The landowner applied for and received a development permit from the county in November 2013 and the city’s annexation of the area was completed by December of that year.
The owner of the property was looking to rezone two parcels of his property, zoned agricultural, to two new zoning districts that would allow uses of multifamily and retail/services.
On first reading of the zoning ordinance on Dec. 5, 2017, it was originally thought that since a development permit was applied to the county prior to the completion of the city’s annexation, Hays County laws would take precedence.
Kyle City Attorney Frank Garza said that while there is no zoning in the county, “the project would have been allowed, and therefore, it limits the city’s ability to deny the zoning because they (the landowners) have the right to proceed with this project.”
It was concluded that the council had limited authority to deny the request and they therefore voted to approve the ordinance 6-1 on first reading.
On Jan. 2, it was found the permit would have needed to be filed prior to the city notifying the landowner of annexation in October 2013.
City council had the ultimate decision on what zoning is appropriate for the property, according to officials.
“The law is very black and white and it essentially says, if the annexation proceedings were instituted prior to the permit request, then the continuing land use prohibitions do not apply,” Mitchell said. “The council is then free to make a decision on the zoning request based on a myriad of factors that we take up every time someone requests to change zoning.”
Residents in the area voiced concerns at a public hearing Dec. 5, while Council Members Damon Fogley and Daphne Tenorio voiced traffic congestion worries.
“I can’t imagine putting in another apartment complex back there.
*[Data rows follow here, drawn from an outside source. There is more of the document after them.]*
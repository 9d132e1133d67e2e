//! `/health` body.

use std::time::Instant;

use serde::Serialize;

use agora_telemetry::DeliveryStatsSnapshot;

#[derive(Debug, Clone, Serialize)]
pub struct HealthResponse {
    /// Always `"ok"` while the process is serving.
    pub status: &'static str,
    pub uptime_secs: u64,
    /// Users with a live connection.
    pub connections: usize,
    pub rooms: usize,
    pub delivered: u64,
    pub dropped: u64,
}

pub fn health_check(
    start_time: Instant,
    connections: usize,
    rooms: usize,
    stats: &DeliveryStatsSnapshot,
) -> HealthResponse {
    HealthResponse {
        status: "ok",
        uptime_secs: start_time.elapsed().as_secs(),
        connections,
        rooms,
        delivered: stats.delivered,
        dropped: stats.dropped(),
    }
}

#[cfg(test)]
mod tests {
    use super::*;

    #[test]
    fn status_is_ok() {
        let resp = health_check(Instant::now(), 0, 0, &DeliveryStatsSnapshot::default());
        assert_eq!(resp.status, "ok");
        assert!(resp.uptime_secs < 2);
    }

    #[test]
    fn uptime_increases() {
        let start = Instant::now()
            .checked_sub(std::time::Duration::from_secs(60))
            .unwrap();
        let resp = health_check(start, 0, 0, &DeliveryStatsSnapshot::default());
        assert!(resp.uptime_secs >= 59);
    }

    #[test]
    fn dropped_sums_every_reason() {
        let stats = DeliveryStatsSnapshot {
            delivered: 7,
            dropped_offline: 2,
            dropped_queue_full: 1,
            dropped_closed: 1,
            ..Default::default()
        };
        let json = serde_json::to_value(health_check(Instant::now(), 3, 2, &stats)).unwrap();
        assert_eq!(json["connections"], 3);
        assert_eq!(json["rooms"], 2);
        assert_eq!(json["delivered"], 7);
        assert_eq!(json["dropped"], 4);
    }
}
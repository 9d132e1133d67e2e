//! One socket from handshake to teardown.
//!
//! `Connecting -> Authenticated -> Active -> Closed`, or `Connecting -> Closed`
//! when the token is rejected. Inbound frames are handled in arrival order;
//! outbound frames go through the connection queue and a single writer task.

use std::sync::atomic::{AtomicBool, Ordering};
use std::sync::Arc;

use axum::extract::ws::{CloseFrame, Message, WebSocket};
use futures::stream::SplitSink;
use futures::{SinkExt, StreamExt};
use tokio::sync::mpsc;
use tracing::{debug, field, info, instrument, warn, Span};

use agora_core::{Command, ConnectionId, Envelope, UserId};

use crate::connection::{Connection, Delivery, DropReason, Frame};
use crate::hub::Hub;
use crate::registry::encode;

/// Close code sent when the handshake credential is rejected.
pub const AUTH_FAILED_CLOSE_CODE: u16 = 4001;

#[derive(Clone, Copy, Debug, PartialEq, Eq)]
pub enum SessionState {
    Connecting,
    Authenticated,
    Active,
    Closed,
}

impl SessionState {
    pub fn can_transition_to(self, next: SessionState) -> bool {
        use SessionState::*;
        matches!(
            (self, next),
            (Connecting, Authenticated)
                | (Connecting, Closed)
                | (Authenticated, Active)
                | (Authenticated, Closed)
                | (Active, Closed)
        )
    }

    /// Move to `next`. An illegal move is logged and ignored.
    pub fn advance(&mut self, next: SessionState) {
        if self.can_transition_to(next) {
            debug!(from = ?*self, to = ?next, "session state");
            *self = next;
        } else {
            warn!(from = ?*self, to = ?next, "illegal session transition ignored");
        }
    }
}

/// Teardown for one active session. Runs at most once: `run` consumes the
/// value, and if the session task is cancelled first, `Drop` schedules it.
pub struct SessionCleanup {
    hub: Arc<Hub>,
    user: UserId,
    conn_id: ConnectionId,
    done: Arc<AtomicBool>,
}

impl SessionCleanup {
    fn new(hub: Arc<Hub>, user: UserId, conn_id: ConnectionId) -> Self {
        Self {
            hub,
            user,
            conn_id,
            done: Arc::new(AtomicBool::new(false)),
        }
    }

    pub async fn run(self) {
        finish(&self.hub, &self.user, &self.conn_id, &self.done).await;
    }
}

impl Drop for SessionCleanup {
    fn drop(&mut self) {
        if self.done.load(Ordering::Acquire) {
            return;
        }
        let Ok(handle) = tokio::runtime::Handle::try_current() else {
            warn!(user_id = %self.user, conn_id = %self.conn_id, "no runtime for session cleanup");
            return;
        };
        let hub = Arc::clone(&self.hub);
        let user = self.user.clone();
        let conn_id = self.conn_id.clone();
        let done = Arc::clone(&self.done);
        let _ = handle.spawn(async move {
            finish(&hub, &user, &conn_id, &done).await;
        });
    }
}

async fn finish(hub: &Hub, user: &UserId, conn_id: &ConnectionId, done: &AtomicBool) {
    if done.swap(true, Ordering::AcqRel) {
        return;
    }
    let went_offline = hub.disconnect(user, conn_id).await;
    hub.stats().record_session_closed();
    info!(user_id = %user, conn_id = %conn_id, went_offline, "session closed");
}

/// Drive one socket. `token` is the raw `?token=` query value.
#[instrument(skip_all, fields(user_id = field::Empty, conn_id = field::Empty))]
pub async fn run_session(mut socket: WebSocket, hub: Arc<Hub>, token: Option<String>) {
    let mut state = SessionState::Connecting;

    let user = match hub.authenticate(token.as_deref().unwrap_or_default()).await {
        Ok(user) => user,
        Err(e) => {
            warn!(kind = e.error_kind(), error = %e, "socket authentication failed");
            hub.stats().record_auth_failure();
            let close = CloseFrame {
                code: AUTH_FAILED_CLOSE_CODE,
                reason: e.close_reason().into(),
            };
            let _ = socket.send(Message::Close(Some(close))).await;
            state.advance(SessionState::Closed);
            return;
        }
    };
    state.advance(SessionState::Authenticated);

    let (conn, rx) = hub.open_connection(user.clone());
    let span = Span::current();
    let _ = span.record("user_id", field::display(&user));
    let _ = span.record("conn_id", field::display(&conn.id));

    // Queued before registration so it is always the first frame out.
    let mut online = hub.list_online();
    if !online.contains(&user) {
        online.push(user.clone());
        online.sort();
    }
    let _ = reply(
        &hub,
        &conn,
        &Envelope::InitialData {
            online_users: online,
            user_id: user.clone(),
        },
    );

    let cleanup = register(&hub, &conn).await;
    state.advance(SessionState::Active);
    info!("session active");

    let (ws_tx, mut ws_rx) = socket.split();
    let mut writer = tokio::spawn(write_frames(ws_tx, rx));

    loop {
        tokio::select! {
            next = ws_rx.next() => match next {
                Some(Ok(msg)) => match inbound_text(msg) {
                    Inbound::Text(text) => handle_frame(&hub, &conn, &user, &text).await,
                    Inbound::Close => {
                        debug!("client sent close frame");
                        break;
                    }
                    Inbound::Skip => {}
                },
                Some(Err(e)) => {
                    debug!(error = %e, "socket read failed");
                    break;
                }
                None => break,
            },
            _ = &mut writer => {
                debug!("writer stopped");
                break;
            }
        }
    }

    state.advance(SessionState::Closed);
    cleanup.run().await;
    writer.abort();
}

/// Register `conn` with the hub and hand back its teardown guard. The guard
/// exists before the online broadcast is awaited, so a session cancelled
/// mid-announce still leaves the registry.
async fn register(hub: &Arc<Hub>, conn: &Arc<Connection>) -> SessionCleanup {
    let cleanup = SessionCleanup::new(Arc::clone(hub), conn.user_id.clone(), conn.id.clone());
    hub.stats().record_session_opened();
    if let Some(previous) = hub.connect(Arc::clone(conn)).await {
        info!(superseded = %previous.id, "replaced an existing connection for this user");
    }
    cleanup
}

enum Inbound {
    Text(String),
    Close,
    Skip,
}

fn inbound_text(msg: Message) -> Inbound {
    match msg {
        Message::Text(text) => Inbound::Text(text.to_string()),
        Message::Binary(data) => match std::str::from_utf8(&data) {
            Ok(s) => Inbound::Text(s.to_owned()),
            Err(_) => {
                debug!(len = data.len(), "ignoring non-UTF-8 binary frame");
                Inbound::Skip
            }
        },
        Message::Close(_) => Inbound::Close,
        // Transport keepalives are answered by the socket layer.
        Message::Ping(_) | Message::Pong(_) => Inbound::Skip,
    }
}

async fn handle_frame(hub: &Hub, conn: &Connection, user: &UserId, text: &str) {
    let command = match Command::decode(text) {
        Ok(command) => command,
        Err(e) => {
            debug!(error = %e, "ignoring frame");
            hub.stats().record_frame_ignored();
            return;
        }
    };
    debug!(kind = command.kind(), "frame");

    match command {
        Command::Ping => {
            let _ = reply(hub, conn, &Envelope::Pong);
        }
        Command::ChatMessage { room_id, message } => {
            let _ = hub.post_chat_message(&room_id, user, &message).await;
        }
        Command::JoinRoom { room_id } => {
            let _ = hub.join_room(&room_id, user);
        }
        Command::LeaveRoom { room_id } => {
            let _ = hub.leave_room(&room_id, user);
        }
        Command::Typing { room_id } => {
            let _ = hub.send_typing(&room_id, user);
        }
    }
}

/// Send straight to this session's own connection, bypassing the registry,
/// so replies reach this socket even after it has been superseded.
fn reply(hub: &Hub, conn: &Connection, envelope: &Envelope) -> Delivery {
    let delivery = match encode(envelope) {
        Some(frame) => conn.send(frame),
        None => Delivery::Dropped(DropReason::Encode),
    };
    match delivery {
        Delivery::Delivered => hub.stats().record_delivered(),
        Delivery::Dropped(reason) => hub.stats().record_dropped(reason),
    }
    delivery
}

async fn write_frames(mut sink: SplitSink<WebSocket, Message>, mut rx: mpsc::Receiver<Frame>) {
    while let Some(frame) = rx.recv().await {
        if let Err(e) = sink.send(Message::Text(frame)).await {
            debug!(error = %e, "socket write failed");
            break;
        }
    }
}
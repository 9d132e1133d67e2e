use chrono::Utc;
use tracing::instrument;

use agora_core::UserId;

use crate::database::Database;
use crate::error::StoreError;

/// Directed follow edges: `follower_id` follows `following_id`.
pub struct FollowRepo {
    db: Database,
}

impl FollowRepo {
    pub fn new(db: Database) -> Self {
        Self { db }
    }

    /// Returns false when the edge already existed.
    #[instrument(skip(self), fields(follower = %follower, following = %following))]
    pub fn follow(&self, follower: &UserId, following: &UserId) -> Result<bool, StoreError> {
        let now = Utc::now().to_rfc3339();
        self.db.with_conn(|conn| {
            let inserted = conn.execute(
                "INSERT OR IGNORE INTO follows (follower_id, following_id, created_at) VALUES (?1, ?2, ?3)",
                rusqlite::params![follower.as_str(), following.as_str(), now],
            )?;
            Ok(inserted == 1)
        })
    }

    pub fn unfollow(&self, follower: &UserId, following: &UserId) -> Result<bool, StoreError> {
        self.db.with_conn(|conn| {
            let removed = conn.execute(
                "DELETE FROM follows WHERE follower_id = ?1 AND following_id = ?2",
                [follower.as_str(), following.as_str()],
            )?;
            Ok(removed == 1)
        })
    }

    /// Everyone who follows `user`, ordered by id.
    pub fn followers_of(&self, user: &UserId) -> Result<Vec<UserId>, StoreError> {
        self.db.with_conn(|conn| {
            let mut stmt = conn.prepare(
                "SELECT follower_id FROM follows WHERE following_id = ?1 ORDER BY follower_id",
            )?;
            let rows = stmt.query_map([user.as_str()], |row| row.get::<_, String>(0))?;
            let mut followers = Vec::new();
            for row in rows {
                followers.push(UserId::from_raw(row?));
            }
            Ok(followers)
        })
    }
}
//! Bearer-token identity resolution for the socket handshake.
//!
//! Tokens are HS256 JWTs minted by the REST layer with `sub` (user id),
//! `exp`, and `type` (`access` or `refresh`). Only access tokens open a socket.

use std::sync::Arc;

use async_trait::async_trait;
use chrono::Utc;
use jsonwebtoken::errors::ErrorKind;
use jsonwebtoken::{decode, encode, Algorithm, DecodingKey, EncodingKey, Header, Validation};
use secrecy::{ExposeSecret, SecretString};
use serde::{Deserialize, Serialize};
use tracing::debug;

use agora_core::collaborators::{IdentityResolver, UserDirectory};
use agora_core::{AuthError, UserId};

const ACCESS: &str = "access";

#[derive(Debug, Serialize, Deserialize)]
pub struct Claims {
    #[serde(default)]
    pub sub: Option<String>,
    pub exp: i64,
    #[serde(rename = "type", default)]
    pub token_type: Option<String>,
}

pub struct JwtResolver {
    secret: SecretString,
    users: Option<Arc<dyn UserDirectory>>,
}

impl JwtResolver {
    pub fn new(secret: SecretString) -> Self {
        Self {
            secret,
            users: None,
        }
    }

    /// Also require the token's subject to exist in `users`.
    pub fn with_user_directory(mut self, users: Arc<dyn UserDirectory>) -> Self {
        self.users = Some(users);
        self
    }

    fn decode_claims(&self, token: &str) -> Result<Claims, AuthError> {
        let validation = Validation::new(Algorithm::HS256);
        let key = DecodingKey::from_secret(self.secret.expose_secret().as_bytes());
        decode::<Claims>(token, &key, &validation)
            .map(|data| data.claims)
            .map_err(|e| match e.kind() {
                ErrorKind::ExpiredSignature => AuthError::Expired,
                _ => AuthError::Invalid(e.to_string()),
            })
    }
}

#[async_trait]
impl IdentityResolver for JwtResolver {
    async fn resolve(&self, token: &str) -> Result<UserId, AuthError> {
        if token.is_empty() {
            return Err(AuthError::Missing);
        }
        let claims = self.decode_claims(token)?;

        if claims.token_type.as_deref() != Some(ACCESS) {
            return Err(AuthError::Invalid("not an access token".into()));
        }
        let user = match claims.sub {
            Some(sub) if !sub.is_empty() => UserId::from_raw(sub),
            _ => return Err(AuthError::Invalid("missing subject".into())),
        };

        if let Some(users) = &self.users {
            match users.user_exists(&user).await {
                Ok(true) => {}
                Ok(false) => return Err(AuthError::UnknownUser(user.into_inner())),
                Err(e) => {
                    debug!(user_id = %user, error = %e, "user lookup failed during auth");
                    return Err(AuthError::Invalid(format!("user lookup failed: {e}")));
                }
            }
        }
        Ok(user)
    }
}

/// Mint a token of the given type. Negative `ttl` yields an already-expired token.
pub fn issue_token(
    secret: &SecretString,
    user: &UserId,
    token_type: &str,
    ttl: chrono::Duration,
) -> Result<String, jsonwebtoken::errors::Error> {
    let claims = Claims {
        sub: Some(user.to_string()),
        exp: (Utc::now() + ttl).timestamp(),
        token_type: Some(token_type.to_string()),
    };
    encode(
        &Header::new(Algorithm::HS256),
        &claims,
        &EncodingKey::from_secret(secret.expose_secret().as_bytes()),
    )
}

pub fn issue_access_token(
    secret: &SecretString,
    user: &UserId,
    ttl: chrono::Duration,
) -> Result<String, jsonwebtoken::errors::Error> {
    issue_token(secret, user, ACCESS, ttl)
}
I just can’t see that road sustaining it,” Tenorio said.
Mitchell believed that the ordinance shouldn’t be denied based on traffic, but he believed that the multi-family zoning was too dense to be built in the area.
“If we were to grow this area right now, we would have to address CIP (Capital Improvement Projects) in that area, which we simply can’t afford right now,” Fogley said Jan. 2.
However, Council Member Shane Arabie sent a message to Mitchell saying that he thought funds could be “generated from property taxes of the homes and businesses in that area” to fund the needed improvements.
The owner still has the opportunity to reapply for a zoning ordinance after 12 months.
Council members who voted against the ordinance have the ability to bring it back for further discussion.